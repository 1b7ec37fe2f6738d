use candle_core::{D, Tensor};
use candle_nn::{loss, ops};

use crate::device::DEVICE;
use crate::error::AgentError;
use crate::mlp::Mlp;

const HIDDEN_WIDTH: usize = 24;

/// Capability shared by the policy and value regressors. `predict` is pure
/// and deterministic given the current parameters; `fit` is the only
/// mutator and performs exactly one optimiser step over the whole batch.
pub trait Approximator {
    fn in_dim(&self) -> usize;
    fn out_dim(&self) -> usize;

    /// Output for a single input row.
    fn predict(&self, input: &[f32]) -> Result<Vec<f32>, AgentError>;

    /// One gradient step on a flat row-major batch. `weights`, when given,
    /// scales each example's contribution to the loss; `None` is uniform.
    fn fit(
        &mut self,
        inputs: &[f32],
        targets: &[f32],
        weights: Option<&[f32]>,
    ) -> Result<(), AgentError>;
}

fn check_row(expected: usize, got: usize) -> Result<(), AgentError> {
    if got != expected {
        return Err(AgentError::StateDim { expected, got });
    }
    Ok(())
}

/// Validates a flat fit batch against the regressor's dimensions and
/// returns the row count.
fn check_fit_batch(
    approximator: &impl Approximator,
    inputs: &[f32],
    targets: &[f32],
    weights: Option<&[f32]>,
) -> Result<usize, AgentError> {
    let in_dim = approximator.in_dim();
    if inputs.is_empty() || inputs.len() % in_dim != 0 {
        return Err(AgentError::StateDim {
            expected: in_dim,
            got: inputs.len(),
        });
    }
    let rows = inputs.len() / in_dim;

    let expected_targets = rows * approximator.out_dim();
    if targets.len() != expected_targets {
        return Err(AgentError::BatchShape {
            rows,
            expected: expected_targets,
            got: targets.len(),
        });
    }
    if let Some(weights) = weights {
        if weights.len() != rows {
            return Err(AgentError::BatchShape {
                rows,
                expected: rows,
                got: weights.len(),
            });
        }
    }
    Ok(rows)
}

/// Policy head: state -> probability distribution over actions. Trained
/// with per-example importance-weighted cross-entropy against one-hot
/// targets.
pub struct PolicyNet {
    net: Mlp,
    state_dim: usize,
    actions: usize,
}

impl PolicyNet {
    pub fn new(state_dim: usize, actions: usize) -> Result<Self, AgentError> {
        Ok(Self {
            net: Mlp::new(&[state_dim, HIDDEN_WIDTH, actions])?,
            state_dim,
            actions,
        })
    }
}

impl Approximator for PolicyNet {
    fn in_dim(&self) -> usize {
        self.state_dim
    }

    fn out_dim(&self) -> usize {
        self.actions
    }

    fn predict(&self, input: &[f32]) -> Result<Vec<f32>, AgentError> {
        check_row(self.state_dim, input.len())?;
        let input = Tensor::from_slice(input, (1, self.state_dim), &DEVICE)?;
        let logits = self.net.forward(&input)?;
        let probs = ops::softmax(&logits, D::Minus1)?;
        Ok(probs.squeeze(0)?.to_vec1::<f32>()?)
    }

    fn fit(
        &mut self,
        inputs: &[f32],
        targets: &[f32],
        weights: Option<&[f32]>,
    ) -> Result<(), AgentError> {
        let rows = check_fit_batch(self, inputs, targets, weights)?;
        let inputs = Tensor::from_slice(inputs, (rows, self.state_dim), &DEVICE)?;
        let targets = Tensor::from_slice(targets, (rows, self.actions), &DEVICE)?;

        let logits = self.net.forward(&inputs)?;
        let log_probs = ops::log_softmax(&logits, D::Minus1)?;
        // Cross-entropy per example, then the optional importance weights.
        let mut per_example = log_probs.mul(&targets)?.sum(D::Minus1)?.neg()?;
        if let Some(weights) = weights {
            let weights = Tensor::from_slice(weights, rows, &DEVICE)?;
            per_example = per_example.mul(&weights)?;
        }
        let loss = per_example.mean_all()?;
        self.net.step(&loss)?;
        Ok(())
    }
}

/// Value head: state -> scalar estimate of expected discounted return.
/// Trained with mean squared error; per-example weights scale the squared
/// errors when given, matching the shared fit contract.
pub struct ValueNet {
    net: Mlp,
    state_dim: usize,
}

impl ValueNet {
    pub fn new(state_dim: usize) -> Result<Self, AgentError> {
        Ok(Self {
            net: Mlp::new(&[state_dim, HIDDEN_WIDTH, 1])?,
            state_dim,
        })
    }
}

impl Approximator for ValueNet {
    fn in_dim(&self) -> usize {
        self.state_dim
    }

    fn out_dim(&self) -> usize {
        1
    }

    fn predict(&self, input: &[f32]) -> Result<Vec<f32>, AgentError> {
        check_row(self.state_dim, input.len())?;
        let input = Tensor::from_slice(input, (1, self.state_dim), &DEVICE)?;
        let output = self.net.forward(&input)?;
        Ok(output.squeeze(0)?.to_vec1::<f32>()?)
    }

    fn fit(
        &mut self,
        inputs: &[f32],
        targets: &[f32],
        weights: Option<&[f32]>,
    ) -> Result<(), AgentError> {
        let rows = check_fit_batch(self, inputs, targets, weights)?;
        let inputs = Tensor::from_slice(inputs, (rows, self.state_dim), &DEVICE)?;
        let targets = Tensor::from_slice(targets, (rows, 1), &DEVICE)?;

        let predictions = self.net.forward(&inputs)?;
        let loss = match weights {
            None => loss::mse(&predictions, &targets)?,
            Some(weights) => {
                let weights = Tensor::from_slice(weights, rows, &DEVICE)?;
                let squared = predictions.sub(&targets)?.sqr()?.squeeze(1)?;
                squared.mul(&weights)?.mean_all()?
            }
        };
        self.net.step(&loss)?;
        Ok(())
    }
}

#[cfg(test)]
mod tests {
    use super::*;

    #[test]
    fn policy_predict_is_a_distribution() {
        let policy = PolicyNet::new(4, 2).unwrap();
        let probs = policy.predict(&[0.1, -0.2, 0.05, 0.0]).unwrap();
        assert_eq!(probs.len(), 2);
        assert!(probs.iter().all(|p| *p >= 0.0));
        let total: f32 = probs.iter().sum();
        assert!((total - 1.0).abs() < 1e-5);
    }

    #[test]
    fn predict_is_deterministic() {
        let policy = PolicyNet::new(4, 2).unwrap();
        let state = [0.3, 0.1, -0.4, 0.2];
        assert_eq!(policy.predict(&state).unwrap(), policy.predict(&state).unwrap());

        let value = ValueNet::new(4).unwrap();
        assert_eq!(value.predict(&state).unwrap(), value.predict(&state).unwrap());
    }

    #[test]
    fn predict_rejects_wrong_dimensionality() {
        let policy = PolicyNet::new(4, 2).unwrap();
        match policy.predict(&[1.0, 2.0]) {
            Err(AgentError::StateDim { expected, got }) => {
                assert_eq!(expected, 4);
                assert_eq!(got, 2);
            }
            other => panic!("expected StateDim error, got {other:?}"),
        }
    }

    #[test]
    fn value_predict_is_scalar() {
        let value = ValueNet::new(4).unwrap();
        let out = value.predict(&[0.0, 0.0, 0.0, 0.0]).unwrap();
        assert_eq!(out.len(), 1);
    }

    #[test]
    fn fit_accepts_weighted_and_unweighted_batches() {
        let mut policy = PolicyNet::new(2, 2).unwrap();
        let inputs = [0.0, 1.0, 1.0, 0.0];
        let targets = [1.0, 0.0, 0.0, 1.0];
        policy.fit(&inputs, &targets, Some(&[0.5, 1.0])).unwrap();
        policy.fit(&inputs, &targets, None).unwrap();

        let mut value = ValueNet::new(2).unwrap();
        value.fit(&inputs, &[0.7, -0.3], None).unwrap();
    }

    #[test]
    fn fit_rejects_mismatched_batches() {
        let mut policy = PolicyNet::new(2, 2).unwrap();
        assert!(matches!(
            policy.fit(&[0.0, 1.0], &[1.0, 0.0, 0.0], None),
            Err(AgentError::BatchShape {
                rows: 1,
                expected: 2,
                got: 3
            })
        ));
        assert!(matches!(
            policy.fit(&[0.0, 1.0], &[1.0, 0.0], Some(&[0.5, 0.5])),
            Err(AgentError::BatchShape {
                rows: 1,
                expected: 1,
                got: 2
            })
        ));
        assert!(matches!(
            policy.fit(&[0.0, 1.0, 0.5], &[1.0, 0.0], None),
            Err(AgentError::StateDim { expected: 2, got: 3 })
        ));
    }

    #[test]
    fn value_fit_honors_sample_weights() {
        let mut value = ValueNet::new(2).unwrap();
        let probe = [0.3, -0.7];
        let inputs = [0.0, 1.0, 1.0, 0.0];
        let targets = [5.0, -5.0];

        // Zero weights zero out every gradient, so one step moves nothing.
        let before = value.predict(&probe).unwrap();
        value.fit(&inputs, &targets, Some(&[0.0, 0.0])).unwrap();
        assert_eq!(value.predict(&probe).unwrap(), before);

        value.fit(&inputs, &targets, Some(&[1.0, 1.0])).unwrap();
        assert_ne!(value.predict(&probe).unwrap(), before);
    }
}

▶ _Problem to work on_:
Take from the material every line that holds "step".

▶ _Written solution_:
/// mutator and performs exactly one optimiser step over the whole batch.
    /// One gradient step on a flat row-major batch. `weights`, when given,
        self.net.step(&loss)?;
        self.net.step(&loss)?;
        // Zero weights zero out every gradient, so one step moves nothing.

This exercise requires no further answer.